Nella mia precedente recensione del primo album della cantante disco inglese Dee D. Jackson, concludevo dicendo che la sua seconda prova solista non era all'altezza della prima. È così, infatti, ma anche "Thunder & Lightning" presenta dei buoni numeri, seppur con diverse cadute di tono. La Dde ha immesso sul mercato discografico la ristampa rimasterizzata nel marzo 2011, offrendo così a tutti la possibilità di fare i dovuti confronti tra il primo e il secondo album.
Come dicevamo, "Cosmic Curves", uscito nell'estate 1978, rappresenta uno degli apici della cosiddetta space-disco, ma già il singolo del 1979, "Fireball", indicava che qualcosa stava per cambiare. Sempre nello stesso anno uscì il singolo anticipatore del secondo album, vale a dire "Which Way Is Up?", caratterizzato da linee di basso pulsanti e in primo piano, ma anche da un progressivo abbandono di atmosfere e arrangiamenti "space". Per "Thunder & Lightning" la Jackson e il suo team produttivo (con sempre Gary Unwin e sua moglie Patty bene in sella) si trasferirono temporaneamente a Los Angeles per effettuare le registrazioni e realizzare invece parte dei missaggi (effettuati da Michael Cretu, per lo più in incognito) sempre in Europa. Viene invece ridimensionato il ruolo del tastierista Kristian Schulze e questa parziale defezione si fa particolarmente sentire soprattutto sugli arrangiamenti elettronici, che caratterizzavano positivamente buona parte del disco precedente. Ecco perché "Thunder & Lightning" risulta un disco più fisico ed epidermico e meno affascinante e particolare rispetto a "Cosmic Curves".
L'album, uscito nel febbraio del 1980 per la Jupiter, parte subito bene con "Sos (Love To The Rescue)", un brano energico e ben cadenzato, quasi una versione più da dancefloor di "Automatic Lover" che, insieme a "Which Way Is Up?", risultano perfettamente funzionali al loro scopo, cioè far ballare senza troppo ragionarci su. "Living In A Dream" e "Sky Walking" sono già una classica anticipazione della dance anni Ottanta, diciamo in linea con le produzioni eighties di Giorgio Moroder (si pensi, per esempio a "Flashdance") o del francese Cerrone (anche lui storico campione della euro-disco di qualche anno prima). Imprevedibilmente, però, "Teach You How To Dance" riporta ai climi della prima italo-disco, Baciotti in particolare (la sua "Black Jack" del 1977, ascoltare per credere), sottolineata da una spiccata sensualità e orchestrazioni lascive.
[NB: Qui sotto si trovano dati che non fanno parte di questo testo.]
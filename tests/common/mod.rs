//! Store doubles shared by the integration tests

#![allow(dead_code)]

use schedule_assistant::core::error::{Result, ScheduleError};
use schedule_assistant::core::types::Event;
use schedule_assistant::store::{ConflictCheck, EventStore, InMemoryEventStore, StoreStatus};
use std::cell::RefCell;

/// Wraps an in-memory store and records every call by operation name
#[derive(Default)]
pub struct RecordingStore {
    inner: InMemoryEventStore,
    calls: RefCell<Vec<&'static str>>,
}

impl RecordingStore {
    pub fn new() -> Self {
        Self::default()
    }

    pub fn with_events(events: Vec<Event>) -> Self {
        Self {
            inner: InMemoryEventStore::with_events(events),
            calls: RefCell::new(Vec::new()),
        }
    }

    pub fn calls(&self) -> Vec<&'static str> {
        self.calls.borrow().clone()
    }

    fn record(&self, op: &'static str) {
        self.calls.borrow_mut().push(op);
    }
}

impl EventStore for RecordingStore {
    fn create(&self, event: &Event) -> Result<StoreStatus> {
        self.record("create");
        self.inner.create(event)
    }

    fn read(&self, query: &Event) -> Result<Vec<Event>> {
        self.record("read");
        self.inner.read(query)
    }

    fn update(&self, event: &Event) -> Result<StoreStatus> {
        self.record("update");
        self.inner.update(event)
    }

    fn delete(&self, event: &Event) -> Result<StoreStatus> {
        self.record("delete");
        self.inner.delete(event)
    }

    fn check_conflict(&self, event: &Event) -> Result<ConflictCheck> {
        self.record("check_conflict");
        self.inner.check_conflict(event)
    }
}

/// A store whose every call errors, as if the backend were unreachable
pub struct FailingStore;

fn unreachable_backend<T>() -> Result<T> {
    Err(ScheduleError::StoreError("backend unreachable".into()))
}

impl EventStore for FailingStore {
    fn create(&self, _event: &Event) -> Result<StoreStatus> {
        unreachable_backend()
    }

    fn read(&self, _query: &Event) -> Result<Vec<Event>> {
        unreachable_backend()
    }

    fn update(&self, _event: &Event) -> Result<StoreStatus> {
        unreachable_backend()
    }

    fn delete(&self, _event: &Event) -> Result<StoreStatus> {
        unreachable_backend()
    }

    fn check_conflict(&self, _event: &Event) -> Result<ConflictCheck> {
        unreachable_backend()
    }
}

pub fn event_at(title: &str, date: &str, time: &str) -> Event {
    Event::new().with_title(title).with_date(date).with_time(time)
}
"Trail Blazer" rappresenta l'unico riferimento allo stile "space" di due anni prima, ma si tratta di un'eccezione, non di una regola. Non si tratta comunque del brano migliore. La Palma d'Oro va invece alla title track dell'album, aggressiva e raffinata al tempo stesso, oltre che ottimamente arrangiata, e al pop elettronico di "I'm Dying", condotto da una trascinante batteria di sequencer.
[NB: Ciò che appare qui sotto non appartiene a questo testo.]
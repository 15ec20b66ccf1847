//! Integration tests for the SQLite event store
//!
//! Verifies persistence across reopen, in-place upgrade of databases written
//! by the older command-line scheduler, and that the SQLite and in-memory
//! backends give the resolver identical answers.

mod common;

use common::event_at;
use schedule_assistant::command::{Disposition, TurnProcessor};
use schedule_assistant::core::config::{StoreBackend, StoreConfig};
use schedule_assistant::core::types::{Event, Intent, IntentAction};
use schedule_assistant::store::{open_store, EventStore, InMemoryEventStore, SqliteEventStore};
use std::time::Duration;

fn scripted_turn() -> Vec<Intent> {
    vec![
        Intent::new(
            IntentAction::Create,
            event_at("Dinner", "2025-09-26", "20:00").with_participants(["Minsu"]),
        ),
        Intent::new(IntentAction::Create, event_at("Workout", "2025-09-26", "19:00")),
        Intent::new(
            IntentAction::Update,
            Event::new().with_title("Dinner").with_location("Gangnam"),
        ),
        Intent::new(IntentAction::Read, Event::new().with_date("2025-09-26")),
        Intent::new(IntentAction::Delete, Event::new().with_title("Breakfast")),
        Intent::clarify(IntentAction::Create, Event::new(), ["title", "date"]),
    ]
}

fn seeded(store: &dyn EventStore) {
    store
        .create(&event_at("Meeting", "2025-09-26", "19:00"))
        .unwrap();
}

#[test]
fn test_events_persist_across_reopen() {
    let dir = tempfile::tempdir().unwrap();
    let path = dir.path().join("calendar.db");

    {
        let store = SqliteEventStore::open(&path, Duration::from_secs(1)).unwrap();
        let intents = vec![Intent::new(
            IntentAction::Create,
            event_at("Dentist", "2025-10-01", "09:30"),
        )];
        let result = TurnProcessor::new(&store).process_turn(None, &intents);
        assert!(result.text().starts_with("✅"));
        store.close().unwrap();
    }

    let store = SqliteEventStore::open(&path, Duration::from_secs(1)).unwrap();
    let events = store.read(&Event::new().with_date("2025-10-01")).unwrap();
    assert_eq!(events.len(), 1);
    assert_eq!(events[0].title.as_deref(), Some("Dentist"));
}

/// The pre-location layout: participants stored as comma-joined text
fn write_legacy_database(path: &std::path::Path) {
    let conn = rusqlite::Connection::open(path).unwrap();
    conn.execute_batch(
        "CREATE TABLE IF NOT EXISTS events (
            id INTEGER PRIMARY KEY AUTOINCREMENT,
            title TEXT,
            date TEXT,
            time TEXT,
            participants TEXT
        );
        INSERT INTO events (title, date, time, participants)
        VALUES ('Meeting', '2025-09-26', '19:00', 'Team,Minsu');
        INSERT INTO events (title, date, time, participants)
        VALUES ('Lunch', '2025-09-27', '12:00', '');",
    )
    .unwrap();
}

#[test]
fn test_legacy_database_is_upgraded_on_open() {
    let dir = tempfile::tempdir().unwrap();
    let path = dir.path().join("scheduler.db");
    write_legacy_database(&path);

    let store = SqliteEventStore::open(&path, Duration::from_secs(1)).unwrap();
    let intents = vec![
        Intent::new(IntentAction::Read, Event::new().with_date("2025-09-26")),
        Intent::new(IntentAction::Create, event_at("Workout", "2025-09-26", "20:00")),
        Intent::new(IntentAction::Create, event_at("Review", "2025-09-26", "19:00")),
        Intent::new(
            IntentAction::Update,
            Event::new().with_title("Lunch").with_location("Cafeteria"),
        ),
    ];

    let result = TurnProcessor::new(&store).process_turn(None, &intents);

    assert_eq!(
        result.dispositions(),
        vec![
            Disposition::Success,
            Disposition::Success,
            Disposition::ConflictDetected,
            Disposition::Success,
        ]
    );
    assert!(result.fragments[0]
        .text
        .contains("2025-09-26 19:00 → Meeting (with: Team, Minsu)"));

    let lunch = store.read(&Event::new().with_title("Lunch")).unwrap();
    assert_eq!(lunch[0].location.as_deref(), Some("Cafeteria"));
    assert_eq!(lunch[0].participants, None);
    store.close().unwrap();

    // Reopening an upgraded file is a no-op
    let store = SqliteEventStore::open(&path, Duration::from_secs(1)).unwrap();
    assert_eq!(store.read(&Event::new()).unwrap().len(), 3);
}

#[test]
fn test_backends_agree_on_scripted_turn() {
    let memory = InMemoryEventStore::new();
    let sqlite = SqliteEventStore::open_in_memory().unwrap();
    seeded(&memory);
    seeded(&sqlite);

    let intents = scripted_turn();
    let from_memory = TurnProcessor::new(&memory).process_turn(None, &intents);
    let from_sqlite = TurnProcessor::new(&sqlite).process_turn(None, &intents);

    assert_eq!(from_memory, from_sqlite);
    assert_eq!(
        memory.read(&Event::new()).unwrap(),
        sqlite.read(&Event::new()).unwrap()
    );
}

#[test]
fn test_open_store_selects_sqlite() {
    let dir = tempfile::tempdir().unwrap();
    let config = StoreConfig {
        backend: StoreBackend::Sqlite,
        path: dir.path().join("selected.db"),
        busy_timeout_ms: 1000,
    };

    let store = open_store(&config).unwrap();
    store
        .create(&event_at("Standup", "2025-09-29", "09:00"))
        .unwrap();
    drop(store);

    assert!(config.path.exists());
}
Il facile pop melodico "Stop All This Madness" rappresenta però quasi un'eccentricità in quest'album. Si tratta del pezzo in cui Kristian Schulze è più presente e il suono dei suoi sintetizzatori ricalca vagamente quello di Jean Michel Jarre, parecchio arioso e sinuoso. Di certo, un buon diversivo per tale genere. In sostanza, ci troviamo dinanzi a un buon disco, funzionale al suo scopo (quello di far ballare in allegria) e gradevole a un ascolto senza troppe pretese. Due/tre brani che rimarranno tra i brani maggiori della euro-disco e il resto in un'aurea mediocritas.
Il presente cd racchiude anche tre bonus track, che purtroppo non aiutano a far salire il giudizio complessivo (anzi, in realtà, lo deprezzano): "Shotgun" (singolo del 1982, classico pop triviale anni Ottanta) e il suo flipside "How Do You Want Your Love" scivolano via senza lasciare traccia alcuna. Meglio, allora, la versione "megamix" di "Sos" (qui ad opera dello zampino esperto di Cretu).
Ottimo il livello di rimasterizzazione adottato dal sound-engineer Mike Generale. Una curiosità: in Italia questo album uscì per la Durium con una diversa foto di copertina e con il titolo "The Fantastic".